七座阵一起响,用献祭引动安魂铃里的古音,直接打中“眼睛”的核心。那一声钟响穿过了时间和空间,把那只窥视人间的大眼震退了。它走了,至少暂时走了。
我还来不及喘口气,地面传来一股拉力。
这股力不是冲人来的,是冲阵法去的。
感觉很奇怪,不像攻击,也不像冲击波,而是一种……抽走的感觉。就像有人悄悄拿掉了撑帐篷的一根柱子,你一开始没发现,但整个架子已经开始歪了。我猛地坐起来,胸口一痛,嘴里涌上一口血,被我硬咽了回去。
我看向四周。
东岭的火歪了一下。
那团挂在山顶的金色火焰,本来稳得像太阳,现在却偏了一点,火苗从金变暗,像是被脏东西染过。它的跳动不再和其他阵同步,慢了一拍,再跟上时已经迟了。
西漠的铜镜不同步了。
九面青铜镜排在荒地上,反射天外的光,连成一圈光幕。但现在,其中一面镜子的光偏了方向,射进沙地,烧出一道黑痕。其他八面还在转,但整体节奏已经乱了。
南渊那边冒出一股冷气。
那是封印井的位置,寒潭下面压着远古邪气。但这股冷气不是从潭里出来的,是从地底深处冒上来的,带着一种怪异的跳动,像有什么活的东西在地下爬。它顺着阵法的缝隙往上渗,经过的地方,符文变白,接着裂开。
北雪刀阵的冰网断了口子。
六个守阵的人站在极冷之地,手握冰刀,用自己的身体织成一张百里冰网。这张网本该没有缺口,但现在,某个节点突然断了,六个人动作不齐,一个往前砍,一个还停在原地,阵型出现了致命漏洞。
这不是敌人反扑。
如果是那只“眼”杀回来,一定是猛攻,不会这么隐蔽、阴险。这是另一种力量,在我们刚完成共振的时候,偷偷溜进来,专门打弱点。
是有人在破坏阵法。
我撑着坐起来,手按在安魂铃上。
铃没响。
它静静躺在手里,通体漆黑,表面布满细小裂纹,像用太多力气快要碎掉。可它不该这么安静。刚才那一击,我用自己的血点燃咒语,唤醒铃里封着的“白泽遗音”,几乎耗尽了它的力量。按理说,它应该凉了,变成一块废铁。
但它在发烫。
热从手心传进身体,顺着血脉流到心脏,让我原本僵住的气血稍微动了起来。这种热不是暖和,而是警告,是铃在提醒我危险来了。
不对劲。
我闭上眼,用白泽教的方法去听——不用耳朵,用心跳和呼吸去找周围灵气的节奏。
白泽说过:“万物都有声音,只有心静的人才能听见。

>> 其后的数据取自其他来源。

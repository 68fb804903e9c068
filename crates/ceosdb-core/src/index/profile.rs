//! Per-subgroup attribute histograms
//!
//! A walk evaluates up to twenty nodes against the same subgroup. Counting
//! every attribute value once up front turns each node into a lookup.

use crate::classifier::label::RepeatCycleLabel;
use crate::index::condition::AttributeCondition;
use crate::model::{OrbitClasses, OrbitType};

/// Attribute histograms for one subgroup of missions
#[derive(Debug, Clone, Default, PartialEq, Eq)]
pub struct SubgroupProfile {
    members: usize,
    geostationary: usize,
    sun_synchronous: usize,
    inclined_non_sso: usize,
    highly_elliptical: usize,
    inclination: [usize; 5],
    altitude: [usize; 5],
    lst: [usize; 4],
    repeat_cycle: [usize; 3],
}

impl SubgroupProfile {
    /// Aggregate the histograms of the given missions in one pass
    pub fn from_attrs<'a>(attrs: impl IntoIterator<Item = &'a OrbitClasses>) -> Self {
        let mut profile = Self::default();
        for a in attrs {
            profile.members += 1;
            match &a.orbit_type {
                Some(OrbitType::Geostationary) => profile.geostationary += 1,
                Some(OrbitType::SunSynchronous) => profile.sun_synchronous += 1,
                Some(OrbitType::InclinedNonSunSynchronous) => profile.inclined_non_sso += 1,
                Some(OrbitType::HighlyElliptical) => profile.highly_elliptical += 1,
                _ => {}
            }
            if let Some(class) = a.inclination {
                profile.inclination[class.index()] += 1;
            }
            if let Some(class) = a.altitude {
                profile.altitude[class.index()] += 1;
            }
            if let Some(class) = a.lst {
                profile.lst[class.index()] += 1;
            }
            profile.repeat_cycle[RepeatCycleLabel::of(a.repeat_cycle).index()] += 1;
        }
        profile
    }

    /// Number of missions in the subgroup
    pub fn members(&self) -> usize {
        self.members
    }

    pub fn is_empty(&self) -> bool {
        self.members == 0
    }

    /// Number of subgroup missions matching `condition`
    pub fn count(&self, condition: AttributeCondition) -> usize {
        match condition {
            AttributeCondition::Geostationary => self.geostationary,
            AttributeCondition::LowEarth => self.sun_synchronous + self.inclined_non_sso,
            AttributeCondition::HighlyElliptical => self.highly_elliptical,
            AttributeCondition::SunSynchronous => self.sun_synchronous,
            AttributeCondition::Inclination(class) => self.inclination[class.index()],
            AttributeCondition::Altitude(class) => self.altitude[class.index()],
            AttributeCondition::Lst(class) => self.lst[class.index()],
            AttributeCondition::RepeatCycle(label) => self.repeat_cycle[label.index()],
        }
    }
}

#[cfg(test)]
mod tests {
    use super::*;
    use crate::model::{AltitudeClass, InclinationClass, LstClass, RepeatCycleClass};

    fn attrs(orbit_type: OrbitType, altitude: AltitudeClass) -> OrbitClasses {
        OrbitClasses {
            orbit_type: Some(orbit_type),
            inclination: Some(InclinationClass::NearPolar),
            altitude: Some(altitude),
            lst: Some(LstClass::Am),
            repeat_cycle: None,
        }
    }

    #[test]
    fn test_empty_profile() {
        let profile = SubgroupProfile::from_attrs(std::iter::empty());
        assert!(profile.is_empty());
        assert_eq!(profile.count(AttributeCondition::LowEarth), 0);
    }

    #[test]
    fn test_histogram_counts() {
        let missions = [
            attrs(OrbitType::SunSynchronous, AltitudeClass::High),
            attrs(OrbitType::InclinedNonSunSynchronous, AltitudeClass::High),
            attrs(OrbitType::Geostationary, AltitudeClass::VeryHigh),
        ];
        let profile = SubgroupProfile::from_attrs(missions.iter());

        assert_eq!(profile.members(), 3);
        assert_eq!(profile.count(AttributeCondition::LowEarth), 2);
        assert_eq!(profile.count(AttributeCondition::SunSynchronous), 1);
        assert_eq!(profile.count(AttributeCondition::Geostationary), 1);
        assert_eq!(
            profile.count(AttributeCondition::Altitude(AltitudeClass::High)),
            2
        );
        assert_eq!(
            profile.count(AttributeCondition::Inclination(InclinationClass::NearPolar)),
            3
        );
        assert_eq!(
            profile.count(AttributeCondition::RepeatCycle(RepeatCycleLabel::NoRepeatCycle)),
            3
        );
        assert_eq!(
            profile.count(AttributeCondition::RepeatCycle(RepeatCycleLabel::of(Some(
                RepeatCycleClass::Long
            )))),
            0
        );
    }
}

”
真正的听,不在耳朵,在心跳和天地同步的那一瞬间。
一开始什么都听不清。
太乱了。
七座阵之间的能量流现在乱七八糟,像七条河被人搅浑了。我深吸一口气,放慢呼吸,吸三秒,呼六秒,重复三次。每一次呼吸,我都让自己靠近最初的阵法频率。
慢慢地,我听到了。
除了七阵的主频率,还有一条细线,藏在地下,沿着岩石的缝往上传。
它很细,很难发现,如果不是现在天地混乱,根本察觉不了。它不在打你,是在学你,一点点模仿我们的节奏,然后加点杂音进去。就像有人学你说话,学得不太像,但足够让你分神,怀疑是不是自己出了问题。
我知道了。
这不是新敌人,也不是外来的东西。这是大荒之力的一部分,只是换了种方式进来。
大荒是这个世界最原始的力量,也是最危险的存在。它没有形状,却无处不在。它可以是风,是土,是人心中的念头,也可以是阵法运行时漏出的能量。当秩序稳定时,它就躲着;一旦出现裂缝,它就会顺着进来,扭曲规则,破坏结构。
它利用刚才共振后的余波,顺着能量通道埋了一根线,现在开始捣乱。